With the line that contains "pub mod clock;" as the final line, return every line from the start of the data below exactly.

*** Begin section ***

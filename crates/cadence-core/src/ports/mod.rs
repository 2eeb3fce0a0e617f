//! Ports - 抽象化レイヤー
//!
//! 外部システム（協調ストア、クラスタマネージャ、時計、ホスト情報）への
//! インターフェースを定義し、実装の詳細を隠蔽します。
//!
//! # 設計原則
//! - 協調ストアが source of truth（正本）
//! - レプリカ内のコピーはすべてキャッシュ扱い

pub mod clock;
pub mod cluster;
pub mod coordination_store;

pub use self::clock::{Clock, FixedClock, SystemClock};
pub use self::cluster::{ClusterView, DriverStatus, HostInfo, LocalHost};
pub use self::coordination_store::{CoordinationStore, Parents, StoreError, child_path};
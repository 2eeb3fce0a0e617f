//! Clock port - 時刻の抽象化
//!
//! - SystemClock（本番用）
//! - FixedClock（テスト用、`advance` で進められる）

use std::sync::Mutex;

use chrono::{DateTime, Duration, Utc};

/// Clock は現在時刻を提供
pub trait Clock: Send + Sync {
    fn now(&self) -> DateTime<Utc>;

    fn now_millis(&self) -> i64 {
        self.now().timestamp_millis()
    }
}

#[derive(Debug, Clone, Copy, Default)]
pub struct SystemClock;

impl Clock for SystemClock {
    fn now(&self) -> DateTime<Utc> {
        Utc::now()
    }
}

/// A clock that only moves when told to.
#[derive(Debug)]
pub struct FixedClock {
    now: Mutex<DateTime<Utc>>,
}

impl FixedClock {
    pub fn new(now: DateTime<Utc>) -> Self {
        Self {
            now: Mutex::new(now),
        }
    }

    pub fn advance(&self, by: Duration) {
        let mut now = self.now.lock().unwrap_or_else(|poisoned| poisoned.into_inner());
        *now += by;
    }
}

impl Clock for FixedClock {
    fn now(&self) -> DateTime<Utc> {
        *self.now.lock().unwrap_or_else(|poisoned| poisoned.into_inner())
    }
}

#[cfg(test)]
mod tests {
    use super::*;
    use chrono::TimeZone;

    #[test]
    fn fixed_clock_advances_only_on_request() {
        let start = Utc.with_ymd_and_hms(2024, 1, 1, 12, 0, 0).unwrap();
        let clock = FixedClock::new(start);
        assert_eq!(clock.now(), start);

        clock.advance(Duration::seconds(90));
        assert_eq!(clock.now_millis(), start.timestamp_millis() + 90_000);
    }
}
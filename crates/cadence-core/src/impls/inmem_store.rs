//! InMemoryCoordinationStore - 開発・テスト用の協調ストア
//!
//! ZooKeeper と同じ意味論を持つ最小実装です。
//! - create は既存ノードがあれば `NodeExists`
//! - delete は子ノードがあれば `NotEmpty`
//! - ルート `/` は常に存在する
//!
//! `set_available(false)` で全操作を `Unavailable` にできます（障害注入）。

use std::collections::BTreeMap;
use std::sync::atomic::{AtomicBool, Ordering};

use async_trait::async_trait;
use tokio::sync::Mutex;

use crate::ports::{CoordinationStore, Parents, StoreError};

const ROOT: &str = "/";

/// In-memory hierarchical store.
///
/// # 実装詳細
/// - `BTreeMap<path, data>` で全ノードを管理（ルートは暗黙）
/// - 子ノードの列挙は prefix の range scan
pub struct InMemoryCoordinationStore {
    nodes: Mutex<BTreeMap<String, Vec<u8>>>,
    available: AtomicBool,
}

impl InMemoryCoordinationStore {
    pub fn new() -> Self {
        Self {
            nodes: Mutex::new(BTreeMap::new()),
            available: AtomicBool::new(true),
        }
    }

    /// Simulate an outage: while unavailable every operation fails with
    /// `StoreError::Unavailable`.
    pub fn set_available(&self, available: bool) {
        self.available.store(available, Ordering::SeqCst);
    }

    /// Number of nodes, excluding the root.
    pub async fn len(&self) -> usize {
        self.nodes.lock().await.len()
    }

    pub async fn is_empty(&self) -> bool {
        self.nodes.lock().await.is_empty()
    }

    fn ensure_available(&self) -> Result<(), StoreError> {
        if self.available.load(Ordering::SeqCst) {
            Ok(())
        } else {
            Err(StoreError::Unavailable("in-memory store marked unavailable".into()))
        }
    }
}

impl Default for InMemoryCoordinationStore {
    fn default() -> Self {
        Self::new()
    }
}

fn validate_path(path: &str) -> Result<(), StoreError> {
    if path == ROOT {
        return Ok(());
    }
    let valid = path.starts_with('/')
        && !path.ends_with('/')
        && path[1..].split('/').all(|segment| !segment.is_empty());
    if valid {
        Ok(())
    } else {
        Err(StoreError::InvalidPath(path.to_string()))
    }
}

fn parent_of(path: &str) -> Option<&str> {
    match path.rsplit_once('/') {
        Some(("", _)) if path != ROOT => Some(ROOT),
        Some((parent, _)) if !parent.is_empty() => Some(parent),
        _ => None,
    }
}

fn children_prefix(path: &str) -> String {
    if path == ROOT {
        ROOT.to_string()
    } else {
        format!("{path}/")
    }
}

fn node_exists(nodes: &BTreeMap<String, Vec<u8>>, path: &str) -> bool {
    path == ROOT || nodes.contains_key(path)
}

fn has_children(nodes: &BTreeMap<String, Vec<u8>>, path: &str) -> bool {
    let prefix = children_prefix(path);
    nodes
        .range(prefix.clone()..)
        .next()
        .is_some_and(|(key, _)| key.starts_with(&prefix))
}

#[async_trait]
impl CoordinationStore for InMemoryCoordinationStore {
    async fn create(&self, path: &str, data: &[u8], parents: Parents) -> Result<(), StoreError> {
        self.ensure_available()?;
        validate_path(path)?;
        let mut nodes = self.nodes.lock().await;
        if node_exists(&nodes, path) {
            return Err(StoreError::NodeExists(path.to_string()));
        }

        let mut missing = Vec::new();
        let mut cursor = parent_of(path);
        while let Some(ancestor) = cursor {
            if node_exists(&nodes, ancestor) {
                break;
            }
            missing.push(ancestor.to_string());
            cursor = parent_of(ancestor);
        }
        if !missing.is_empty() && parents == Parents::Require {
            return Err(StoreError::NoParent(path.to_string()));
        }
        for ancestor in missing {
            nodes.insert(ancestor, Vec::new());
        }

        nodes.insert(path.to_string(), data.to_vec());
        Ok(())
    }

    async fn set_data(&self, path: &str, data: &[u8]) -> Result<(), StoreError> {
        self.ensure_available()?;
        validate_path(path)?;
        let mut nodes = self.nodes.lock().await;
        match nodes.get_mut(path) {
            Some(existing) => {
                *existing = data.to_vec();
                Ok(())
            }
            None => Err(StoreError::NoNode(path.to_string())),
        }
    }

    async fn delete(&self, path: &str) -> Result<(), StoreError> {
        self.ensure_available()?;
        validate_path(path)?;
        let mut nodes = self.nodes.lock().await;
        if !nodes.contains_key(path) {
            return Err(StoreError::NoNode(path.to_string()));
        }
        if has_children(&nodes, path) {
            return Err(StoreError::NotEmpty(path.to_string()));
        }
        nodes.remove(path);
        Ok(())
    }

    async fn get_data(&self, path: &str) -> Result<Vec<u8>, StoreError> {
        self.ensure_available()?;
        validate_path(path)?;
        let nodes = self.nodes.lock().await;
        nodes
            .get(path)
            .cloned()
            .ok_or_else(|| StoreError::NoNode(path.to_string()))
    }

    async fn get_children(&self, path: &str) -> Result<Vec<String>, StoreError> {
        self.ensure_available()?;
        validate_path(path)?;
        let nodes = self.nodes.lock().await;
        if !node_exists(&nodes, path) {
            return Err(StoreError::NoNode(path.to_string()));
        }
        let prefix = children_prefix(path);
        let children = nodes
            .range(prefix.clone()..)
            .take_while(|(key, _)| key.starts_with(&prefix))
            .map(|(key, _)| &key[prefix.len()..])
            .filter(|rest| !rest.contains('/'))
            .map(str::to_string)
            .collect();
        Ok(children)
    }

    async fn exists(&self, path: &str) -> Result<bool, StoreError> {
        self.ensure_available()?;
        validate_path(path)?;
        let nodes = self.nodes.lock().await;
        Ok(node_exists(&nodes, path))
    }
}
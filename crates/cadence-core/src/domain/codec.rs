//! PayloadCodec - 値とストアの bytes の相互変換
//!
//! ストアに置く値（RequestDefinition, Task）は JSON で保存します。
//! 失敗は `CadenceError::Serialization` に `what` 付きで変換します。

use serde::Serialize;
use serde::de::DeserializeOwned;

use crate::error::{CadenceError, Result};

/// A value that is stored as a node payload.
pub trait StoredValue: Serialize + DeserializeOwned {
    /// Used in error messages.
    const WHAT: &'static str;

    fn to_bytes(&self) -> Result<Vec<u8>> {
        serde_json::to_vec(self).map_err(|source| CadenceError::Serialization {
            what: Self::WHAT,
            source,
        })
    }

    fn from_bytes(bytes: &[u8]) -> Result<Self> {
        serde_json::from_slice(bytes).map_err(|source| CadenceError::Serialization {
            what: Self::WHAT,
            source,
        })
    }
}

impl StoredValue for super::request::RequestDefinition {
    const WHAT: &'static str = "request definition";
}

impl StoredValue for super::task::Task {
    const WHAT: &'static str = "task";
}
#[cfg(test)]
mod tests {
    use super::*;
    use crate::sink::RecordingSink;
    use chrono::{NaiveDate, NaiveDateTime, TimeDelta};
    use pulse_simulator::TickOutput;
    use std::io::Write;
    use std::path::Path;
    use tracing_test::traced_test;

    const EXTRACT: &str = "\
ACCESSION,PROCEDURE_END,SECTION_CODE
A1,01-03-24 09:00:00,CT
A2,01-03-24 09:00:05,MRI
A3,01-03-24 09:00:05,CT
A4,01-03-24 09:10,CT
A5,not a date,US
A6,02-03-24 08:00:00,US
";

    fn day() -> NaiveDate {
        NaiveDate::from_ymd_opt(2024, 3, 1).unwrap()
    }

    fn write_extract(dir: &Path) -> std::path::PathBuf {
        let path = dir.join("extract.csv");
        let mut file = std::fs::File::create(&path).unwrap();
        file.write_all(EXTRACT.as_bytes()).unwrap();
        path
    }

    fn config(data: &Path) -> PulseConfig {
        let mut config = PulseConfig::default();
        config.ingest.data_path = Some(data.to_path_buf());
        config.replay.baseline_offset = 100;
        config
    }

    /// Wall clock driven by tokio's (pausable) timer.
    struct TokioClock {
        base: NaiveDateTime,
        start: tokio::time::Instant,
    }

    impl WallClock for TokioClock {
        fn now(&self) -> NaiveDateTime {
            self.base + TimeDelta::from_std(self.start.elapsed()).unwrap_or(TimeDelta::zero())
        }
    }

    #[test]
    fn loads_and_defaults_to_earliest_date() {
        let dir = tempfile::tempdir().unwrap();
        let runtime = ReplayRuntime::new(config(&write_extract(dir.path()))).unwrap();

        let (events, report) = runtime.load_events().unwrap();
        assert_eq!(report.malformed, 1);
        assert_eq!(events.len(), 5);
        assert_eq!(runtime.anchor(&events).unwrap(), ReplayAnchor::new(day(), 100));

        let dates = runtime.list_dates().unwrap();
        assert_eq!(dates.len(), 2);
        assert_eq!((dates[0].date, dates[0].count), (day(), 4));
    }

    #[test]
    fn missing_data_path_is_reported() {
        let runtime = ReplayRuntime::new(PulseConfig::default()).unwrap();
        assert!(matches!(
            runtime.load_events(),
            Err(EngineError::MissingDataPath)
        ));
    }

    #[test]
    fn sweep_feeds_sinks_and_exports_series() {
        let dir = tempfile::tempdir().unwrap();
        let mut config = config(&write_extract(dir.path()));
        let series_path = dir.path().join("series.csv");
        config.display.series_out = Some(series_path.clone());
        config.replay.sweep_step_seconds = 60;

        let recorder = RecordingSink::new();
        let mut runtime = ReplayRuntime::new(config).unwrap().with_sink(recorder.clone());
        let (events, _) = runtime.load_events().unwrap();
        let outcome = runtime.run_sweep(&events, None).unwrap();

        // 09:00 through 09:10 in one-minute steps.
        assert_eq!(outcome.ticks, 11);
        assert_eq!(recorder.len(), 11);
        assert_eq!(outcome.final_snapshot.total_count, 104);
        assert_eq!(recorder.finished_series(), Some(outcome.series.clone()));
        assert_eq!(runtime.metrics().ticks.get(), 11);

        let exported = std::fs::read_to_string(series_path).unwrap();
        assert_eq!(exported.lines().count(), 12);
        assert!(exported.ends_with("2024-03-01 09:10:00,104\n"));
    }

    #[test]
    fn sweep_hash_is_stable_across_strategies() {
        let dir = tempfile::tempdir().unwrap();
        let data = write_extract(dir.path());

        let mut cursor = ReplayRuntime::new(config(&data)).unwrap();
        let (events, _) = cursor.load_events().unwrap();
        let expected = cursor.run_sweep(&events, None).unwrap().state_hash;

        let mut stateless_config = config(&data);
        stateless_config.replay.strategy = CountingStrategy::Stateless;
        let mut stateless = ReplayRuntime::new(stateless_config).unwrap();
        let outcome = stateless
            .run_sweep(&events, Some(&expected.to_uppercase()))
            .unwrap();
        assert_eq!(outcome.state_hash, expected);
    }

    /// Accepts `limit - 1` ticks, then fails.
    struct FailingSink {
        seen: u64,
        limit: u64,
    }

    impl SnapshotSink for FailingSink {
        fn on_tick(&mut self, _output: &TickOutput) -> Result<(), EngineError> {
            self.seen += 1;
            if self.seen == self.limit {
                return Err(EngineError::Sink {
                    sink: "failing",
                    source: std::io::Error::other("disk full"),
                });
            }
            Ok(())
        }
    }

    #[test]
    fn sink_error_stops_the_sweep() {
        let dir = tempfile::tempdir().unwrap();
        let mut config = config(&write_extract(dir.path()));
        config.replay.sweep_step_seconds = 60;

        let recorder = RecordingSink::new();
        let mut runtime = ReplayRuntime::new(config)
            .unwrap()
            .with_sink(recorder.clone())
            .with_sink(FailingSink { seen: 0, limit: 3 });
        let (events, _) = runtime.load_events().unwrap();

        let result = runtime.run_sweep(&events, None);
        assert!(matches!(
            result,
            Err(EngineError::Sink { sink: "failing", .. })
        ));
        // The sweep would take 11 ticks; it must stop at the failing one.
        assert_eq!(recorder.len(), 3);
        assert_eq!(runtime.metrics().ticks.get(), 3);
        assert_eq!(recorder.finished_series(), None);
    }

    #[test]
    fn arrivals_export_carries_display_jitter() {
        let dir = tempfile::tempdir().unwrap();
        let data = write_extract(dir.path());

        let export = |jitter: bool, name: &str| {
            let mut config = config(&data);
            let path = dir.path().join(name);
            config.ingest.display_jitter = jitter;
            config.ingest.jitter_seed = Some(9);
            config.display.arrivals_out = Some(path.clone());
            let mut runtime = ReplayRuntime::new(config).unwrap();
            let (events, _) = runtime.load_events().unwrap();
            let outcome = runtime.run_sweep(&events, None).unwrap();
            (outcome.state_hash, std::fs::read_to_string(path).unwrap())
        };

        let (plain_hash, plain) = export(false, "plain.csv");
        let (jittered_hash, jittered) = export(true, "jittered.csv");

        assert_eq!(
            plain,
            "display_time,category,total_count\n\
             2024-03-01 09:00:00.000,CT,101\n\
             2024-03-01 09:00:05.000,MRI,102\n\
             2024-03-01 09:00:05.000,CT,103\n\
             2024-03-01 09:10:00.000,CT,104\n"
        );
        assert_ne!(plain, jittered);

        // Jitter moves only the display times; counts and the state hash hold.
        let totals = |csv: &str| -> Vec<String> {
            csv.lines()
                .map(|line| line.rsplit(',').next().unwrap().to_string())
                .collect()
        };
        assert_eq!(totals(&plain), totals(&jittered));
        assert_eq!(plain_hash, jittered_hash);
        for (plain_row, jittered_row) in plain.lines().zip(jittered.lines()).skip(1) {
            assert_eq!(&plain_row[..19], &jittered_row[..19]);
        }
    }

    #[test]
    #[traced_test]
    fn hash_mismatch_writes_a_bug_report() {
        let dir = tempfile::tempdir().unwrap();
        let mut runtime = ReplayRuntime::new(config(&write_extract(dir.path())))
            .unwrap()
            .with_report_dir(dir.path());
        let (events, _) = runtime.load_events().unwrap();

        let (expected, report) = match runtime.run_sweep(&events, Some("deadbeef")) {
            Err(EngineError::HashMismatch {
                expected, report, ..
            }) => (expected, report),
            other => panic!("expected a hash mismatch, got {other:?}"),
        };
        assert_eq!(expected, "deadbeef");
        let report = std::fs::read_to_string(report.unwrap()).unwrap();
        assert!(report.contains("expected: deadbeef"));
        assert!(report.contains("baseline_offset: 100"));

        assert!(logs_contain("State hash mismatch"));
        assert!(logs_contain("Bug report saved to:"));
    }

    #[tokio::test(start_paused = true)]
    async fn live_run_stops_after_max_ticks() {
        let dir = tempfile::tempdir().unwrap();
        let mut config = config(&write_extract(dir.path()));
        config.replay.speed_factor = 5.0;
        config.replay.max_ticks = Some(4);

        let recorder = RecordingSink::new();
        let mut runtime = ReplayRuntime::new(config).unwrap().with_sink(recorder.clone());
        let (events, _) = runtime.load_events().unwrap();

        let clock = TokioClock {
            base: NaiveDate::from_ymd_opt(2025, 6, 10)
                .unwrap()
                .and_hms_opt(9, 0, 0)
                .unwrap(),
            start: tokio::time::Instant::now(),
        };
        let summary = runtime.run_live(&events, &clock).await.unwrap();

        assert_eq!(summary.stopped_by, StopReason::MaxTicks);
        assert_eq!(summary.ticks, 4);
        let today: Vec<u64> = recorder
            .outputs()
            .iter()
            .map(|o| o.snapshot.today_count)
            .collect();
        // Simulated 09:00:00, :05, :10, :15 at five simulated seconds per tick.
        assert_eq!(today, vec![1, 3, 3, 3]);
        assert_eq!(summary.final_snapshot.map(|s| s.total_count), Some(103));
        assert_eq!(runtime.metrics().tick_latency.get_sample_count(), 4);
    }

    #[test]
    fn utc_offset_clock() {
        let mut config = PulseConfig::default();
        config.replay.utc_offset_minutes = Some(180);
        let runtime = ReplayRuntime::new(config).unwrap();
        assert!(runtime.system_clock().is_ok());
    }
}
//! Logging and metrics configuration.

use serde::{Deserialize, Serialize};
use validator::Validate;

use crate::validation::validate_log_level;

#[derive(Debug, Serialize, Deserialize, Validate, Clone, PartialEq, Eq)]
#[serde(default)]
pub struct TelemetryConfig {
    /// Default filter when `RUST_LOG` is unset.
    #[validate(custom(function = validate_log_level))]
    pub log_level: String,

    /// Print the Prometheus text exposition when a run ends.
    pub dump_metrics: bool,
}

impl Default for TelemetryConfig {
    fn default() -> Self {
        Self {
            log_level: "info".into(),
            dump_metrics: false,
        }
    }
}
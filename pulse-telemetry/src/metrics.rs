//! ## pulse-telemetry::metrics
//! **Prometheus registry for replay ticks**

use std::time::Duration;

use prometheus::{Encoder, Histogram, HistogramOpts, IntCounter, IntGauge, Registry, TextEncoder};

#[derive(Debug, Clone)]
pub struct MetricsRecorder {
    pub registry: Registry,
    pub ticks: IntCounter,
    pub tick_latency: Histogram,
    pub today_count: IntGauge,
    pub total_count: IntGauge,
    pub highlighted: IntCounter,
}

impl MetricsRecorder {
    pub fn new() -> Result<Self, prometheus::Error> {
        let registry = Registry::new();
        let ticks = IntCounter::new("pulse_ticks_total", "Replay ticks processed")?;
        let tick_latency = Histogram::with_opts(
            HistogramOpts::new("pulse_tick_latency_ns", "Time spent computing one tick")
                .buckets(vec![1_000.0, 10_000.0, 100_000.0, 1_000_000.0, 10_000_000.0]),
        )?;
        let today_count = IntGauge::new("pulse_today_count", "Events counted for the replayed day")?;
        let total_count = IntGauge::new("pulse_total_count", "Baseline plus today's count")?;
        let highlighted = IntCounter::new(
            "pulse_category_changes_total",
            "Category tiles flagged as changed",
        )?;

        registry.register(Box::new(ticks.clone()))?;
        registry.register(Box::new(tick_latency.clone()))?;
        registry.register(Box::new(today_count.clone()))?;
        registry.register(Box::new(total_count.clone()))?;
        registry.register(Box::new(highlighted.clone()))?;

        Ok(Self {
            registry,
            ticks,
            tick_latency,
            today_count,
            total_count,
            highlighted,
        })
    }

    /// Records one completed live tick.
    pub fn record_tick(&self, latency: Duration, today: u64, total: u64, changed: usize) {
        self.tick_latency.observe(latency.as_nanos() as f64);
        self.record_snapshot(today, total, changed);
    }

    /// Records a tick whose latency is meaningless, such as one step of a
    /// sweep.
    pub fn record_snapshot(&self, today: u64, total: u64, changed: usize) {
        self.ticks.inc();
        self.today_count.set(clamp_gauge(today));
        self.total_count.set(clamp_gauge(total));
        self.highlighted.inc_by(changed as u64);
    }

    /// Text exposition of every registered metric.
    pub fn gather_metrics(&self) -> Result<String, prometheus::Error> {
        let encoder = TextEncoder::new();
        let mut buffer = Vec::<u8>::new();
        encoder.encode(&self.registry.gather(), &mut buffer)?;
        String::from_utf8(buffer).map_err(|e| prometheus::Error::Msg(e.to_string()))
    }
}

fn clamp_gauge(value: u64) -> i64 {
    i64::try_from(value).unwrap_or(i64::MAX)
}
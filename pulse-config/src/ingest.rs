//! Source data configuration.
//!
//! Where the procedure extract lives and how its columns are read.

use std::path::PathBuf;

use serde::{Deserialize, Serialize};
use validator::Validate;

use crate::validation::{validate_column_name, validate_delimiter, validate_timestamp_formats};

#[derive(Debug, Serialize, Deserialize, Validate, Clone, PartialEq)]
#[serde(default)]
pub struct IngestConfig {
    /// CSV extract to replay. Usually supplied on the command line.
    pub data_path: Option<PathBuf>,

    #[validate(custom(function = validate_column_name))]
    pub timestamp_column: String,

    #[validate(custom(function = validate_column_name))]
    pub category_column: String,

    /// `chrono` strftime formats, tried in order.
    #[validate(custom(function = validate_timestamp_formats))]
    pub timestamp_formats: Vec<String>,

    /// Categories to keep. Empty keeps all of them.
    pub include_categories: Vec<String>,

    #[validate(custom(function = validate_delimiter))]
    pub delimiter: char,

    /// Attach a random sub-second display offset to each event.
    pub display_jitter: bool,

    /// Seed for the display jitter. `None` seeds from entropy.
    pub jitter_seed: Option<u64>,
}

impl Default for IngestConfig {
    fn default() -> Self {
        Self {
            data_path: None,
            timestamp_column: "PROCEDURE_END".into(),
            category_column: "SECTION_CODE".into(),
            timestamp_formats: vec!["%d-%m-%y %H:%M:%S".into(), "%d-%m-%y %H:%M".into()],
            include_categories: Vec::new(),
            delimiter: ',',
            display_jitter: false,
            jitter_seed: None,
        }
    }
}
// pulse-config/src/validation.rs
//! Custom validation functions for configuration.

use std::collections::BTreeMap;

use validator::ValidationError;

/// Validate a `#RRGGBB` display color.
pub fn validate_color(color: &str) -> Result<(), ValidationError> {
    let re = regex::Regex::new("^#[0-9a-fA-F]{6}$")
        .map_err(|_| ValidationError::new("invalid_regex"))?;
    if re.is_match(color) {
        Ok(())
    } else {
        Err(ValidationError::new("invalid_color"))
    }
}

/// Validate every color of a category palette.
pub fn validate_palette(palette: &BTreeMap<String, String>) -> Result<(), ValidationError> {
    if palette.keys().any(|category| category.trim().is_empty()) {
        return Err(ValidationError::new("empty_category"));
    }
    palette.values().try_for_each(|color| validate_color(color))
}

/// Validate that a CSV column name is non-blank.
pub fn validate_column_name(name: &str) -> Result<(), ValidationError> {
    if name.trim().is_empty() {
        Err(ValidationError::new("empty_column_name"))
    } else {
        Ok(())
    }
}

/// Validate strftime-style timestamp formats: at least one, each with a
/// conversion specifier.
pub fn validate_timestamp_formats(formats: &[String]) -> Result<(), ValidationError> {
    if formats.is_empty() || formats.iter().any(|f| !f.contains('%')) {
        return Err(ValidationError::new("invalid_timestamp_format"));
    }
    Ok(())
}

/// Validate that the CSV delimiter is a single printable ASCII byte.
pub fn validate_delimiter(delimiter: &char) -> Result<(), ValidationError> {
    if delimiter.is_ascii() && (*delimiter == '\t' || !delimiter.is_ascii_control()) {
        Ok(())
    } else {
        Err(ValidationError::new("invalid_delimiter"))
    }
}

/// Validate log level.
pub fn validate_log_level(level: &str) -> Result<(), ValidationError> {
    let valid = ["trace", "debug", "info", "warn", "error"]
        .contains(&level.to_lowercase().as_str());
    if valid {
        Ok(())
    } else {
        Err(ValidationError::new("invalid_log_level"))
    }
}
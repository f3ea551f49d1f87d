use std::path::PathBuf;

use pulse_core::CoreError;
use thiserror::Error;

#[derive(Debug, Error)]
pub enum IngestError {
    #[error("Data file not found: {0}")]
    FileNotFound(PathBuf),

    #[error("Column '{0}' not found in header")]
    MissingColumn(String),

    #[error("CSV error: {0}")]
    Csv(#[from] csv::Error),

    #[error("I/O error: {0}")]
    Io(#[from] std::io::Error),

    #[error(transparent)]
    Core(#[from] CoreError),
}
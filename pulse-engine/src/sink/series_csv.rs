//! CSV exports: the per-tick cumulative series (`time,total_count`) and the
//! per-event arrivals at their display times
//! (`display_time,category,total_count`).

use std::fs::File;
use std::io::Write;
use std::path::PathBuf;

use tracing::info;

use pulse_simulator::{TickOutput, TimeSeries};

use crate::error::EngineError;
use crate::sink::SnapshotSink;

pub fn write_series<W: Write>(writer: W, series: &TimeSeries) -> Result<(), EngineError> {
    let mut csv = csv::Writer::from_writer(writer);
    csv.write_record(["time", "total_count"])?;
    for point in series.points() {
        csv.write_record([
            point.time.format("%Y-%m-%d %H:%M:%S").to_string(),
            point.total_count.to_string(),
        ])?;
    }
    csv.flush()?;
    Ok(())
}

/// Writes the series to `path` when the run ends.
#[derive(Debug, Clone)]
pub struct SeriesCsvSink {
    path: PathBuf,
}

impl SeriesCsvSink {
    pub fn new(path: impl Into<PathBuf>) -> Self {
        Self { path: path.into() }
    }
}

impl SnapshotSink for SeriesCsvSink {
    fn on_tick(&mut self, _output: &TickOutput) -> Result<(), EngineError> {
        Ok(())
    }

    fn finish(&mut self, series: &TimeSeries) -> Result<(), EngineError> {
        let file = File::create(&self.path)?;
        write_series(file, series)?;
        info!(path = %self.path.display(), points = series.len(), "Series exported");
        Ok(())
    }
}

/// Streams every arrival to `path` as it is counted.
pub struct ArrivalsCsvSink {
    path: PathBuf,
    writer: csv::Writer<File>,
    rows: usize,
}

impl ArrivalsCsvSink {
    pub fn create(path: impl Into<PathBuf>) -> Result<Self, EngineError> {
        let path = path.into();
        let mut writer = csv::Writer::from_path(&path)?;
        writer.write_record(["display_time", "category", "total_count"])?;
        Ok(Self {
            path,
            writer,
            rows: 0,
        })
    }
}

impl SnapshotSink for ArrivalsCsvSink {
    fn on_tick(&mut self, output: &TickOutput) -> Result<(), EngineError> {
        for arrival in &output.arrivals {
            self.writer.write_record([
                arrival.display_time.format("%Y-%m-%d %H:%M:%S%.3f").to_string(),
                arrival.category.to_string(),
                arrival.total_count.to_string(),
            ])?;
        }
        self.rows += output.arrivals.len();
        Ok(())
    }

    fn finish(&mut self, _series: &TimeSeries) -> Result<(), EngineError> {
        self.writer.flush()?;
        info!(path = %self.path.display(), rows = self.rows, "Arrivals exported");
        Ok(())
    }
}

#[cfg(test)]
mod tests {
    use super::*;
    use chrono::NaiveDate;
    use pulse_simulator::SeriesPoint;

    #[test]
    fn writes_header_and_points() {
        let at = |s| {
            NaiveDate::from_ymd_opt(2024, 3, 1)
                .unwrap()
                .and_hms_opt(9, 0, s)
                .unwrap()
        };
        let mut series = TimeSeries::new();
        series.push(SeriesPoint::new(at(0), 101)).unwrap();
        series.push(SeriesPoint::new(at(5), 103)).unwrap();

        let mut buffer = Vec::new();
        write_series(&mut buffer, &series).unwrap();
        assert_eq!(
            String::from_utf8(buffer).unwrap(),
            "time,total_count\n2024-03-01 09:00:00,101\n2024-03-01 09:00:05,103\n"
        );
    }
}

*** End section ***

Response to the task —
filename crates/cadence-core/src/ports/mod.rs
repository 2eeb3fce0a0e617f
//! Ports - 抽象化レイヤー
//!
//! 外部システム（協調ストア、クラスタマネージャ、時計、ホスト情報）への
//! インターフェースを定義し、実装の詳細を隠蔽します。
//!
//! # 設計原則
//! - 協調ストアが source of truth（正本）
//! - レプリカ内のコピーはすべてキャッシュ扱い

pub mod clock;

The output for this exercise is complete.